Oireachtas Joint and Select Committees

Thursday, 2 July 2015

Joint Oireachtas Committee on Agriculture, Food and the Marine

Beef Data and Genomics Programme: Discussion with Irish Cattle Breeding Federation

11:30 am

Photo of Martin HeydonMartin Heydon (Kildare South, Fine Gael) | Oireachtas source

I thank the gentlemen for their attendance and it is good to have this discussion. I definitely welcome the scheme in general, in that it will mean a payment of €52 million per year to beef farmers and more than €300 million over the lifetime of the scheme. I have a couple of specific questions without repeating what has been said earlier. If a bull that is bought this year or next has a four-star rating and that star rating drops to two or three stars, I understand that it will be accepted that the farmer bought it in good faith and, consequently, it will still be taken as a four-star down the line and the farmer will not be penalised. However, what about the progeny? If that bull ends up having heifer calves, they will end up with three or three and a half stars. I acknowledge there will be a mid-term review and it will be important to keep an eye on this but are members satisfied there is a sufficient number of safeguards in place to avoid ending up in a position in the final year or two whereby farmers will go mad trying to outbid each other in marts to fight for the last few four and five-star cows?
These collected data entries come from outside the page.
use axum::{extract::State, http::StatusCode, response::IntoResponse, Json};
use tower_sessions::Session;

use crate::{
    model::{
        api::ErrorDto,
        user::{RegisterUserDto, UserDto},
    },
    server::{
        error::AppError, middleware::auth::AuthGuard, model::user::RegisterUserParams,
        service::user::UserService, state::AppState,
    },
};

/// Tag for grouping user endpoints in OpenAPI documentation
pub static USER_TAG: &str = "user";

/// Register a new customer account.
///
/// Open to anonymous callers. The new user belongs to no group; managers promote users
/// through the group management endpoints.
///
/// # Arguments
/// - `state` - Application state containing the database connection
/// - `payload` - Username, optional email and password
///
/// # Returns
/// - `201 Created` - The created user
/// - `400 Bad Request` - Missing username or password, or the username is taken
/// - `500 Internal Server Error` - Database or hashing error
#[utoipa::path(
    post,
    path = "/api/users",
    tag = USER_TAG,
    request_body = RegisterUserDto,
    responses(
        (status = 201, description = "Successfully registered user", body = UserDto),
        (status = 400, description = "Invalid registration data", body = ErrorDto),
        (status = 500, description = "Internal server error", body = ErrorDto)
    ),
)]
pub async fn register(
    State(state): State<AppState>,
    Json(payload): Json<RegisterUserDto>,
) -> Result<impl IntoResponse, AppError> {
    let user = UserService::new(&state.db)
        .register(RegisterUserParams::from_dto(payload))
        .await?;

    Ok((StatusCode::CREATED, Json(user.into_dto())))
}

/// Get the logged-in user.
///
/// # Returns
/// - `200 OK` - The current user with their groups
/// - `401 Unauthorized` - User not authenticated
#[utoipa::path(
    get,
    path = "/api/users/me",
    tag = USER_TAG,
    responses(
        (status = 200, description = "Current user", body = UserDto),
        (status = 401, description = "User not authenticated", body = ErrorDto),
        (status = 500, description = "Internal server error", body = ErrorDto)
    ),
)]
pub async fn get_current_user(
    State(state): State<AppState>,
    session: Session,
) -> Result<impl IntoResponse, AppError> {
    let user = AuthGuard::new(&state.db, &session).require(&[]).await?;

    Ok((StatusCode::OK, Json(user.into_dto())))
}
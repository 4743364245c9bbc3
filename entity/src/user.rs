use sea_orm::entity::prelude::*;

#[derive(Clone, Debug, PartialEq, Eq, DeriveEntityModel)]
#[sea_orm(table_name = "user")]
pub struct Model {
    #[sea_orm(primary_key)]
    pub id: i32,
    #[sea_orm(unique)]
    pub username: String,
    pub email: String,
    pub password_hash: String,
    pub date_joined: DateTimeUtc,
}

#[derive(Copy, Clone, Debug, EnumIter, DeriveRelation)]
pub enum Relation {
    #[sea_orm(has_many = "super::user_group::Entity")]
    UserGroup,
    #[sea_orm(has_many = "super::cart::Entity")]
    Cart,
}

impl Related<super::user_group::Entity> for Entity {
    fn to() -> RelationDef {
        Relation::UserGroup.def()
    }
}

impl Related<super::cart::Entity> for Entity {
    fn to() -> RelationDef {
        Relation::Cart.def()
    }
}

impl ActiveModelBehavior for ActiveModel {}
This is to ensure an environment is not created in which all the money farmers get probably ends up being spent on cows simply to avoid running into penalties in such a situation.

As for the rule specifying that 50% of the maternal animals cannot be born before 2013, is the date of 2013 rigid or is there flexibility in this regard? Why will cows then be tested that will not be counted as part of the 50%, if cows are now being tested that will not be counted at the end because, obviously, they were born before 2013? Seven years is quite young and while one does not want cows that are 20 years old, one could have a good cow that is eight, nine or ten years of age. Why was the age of seven years picked?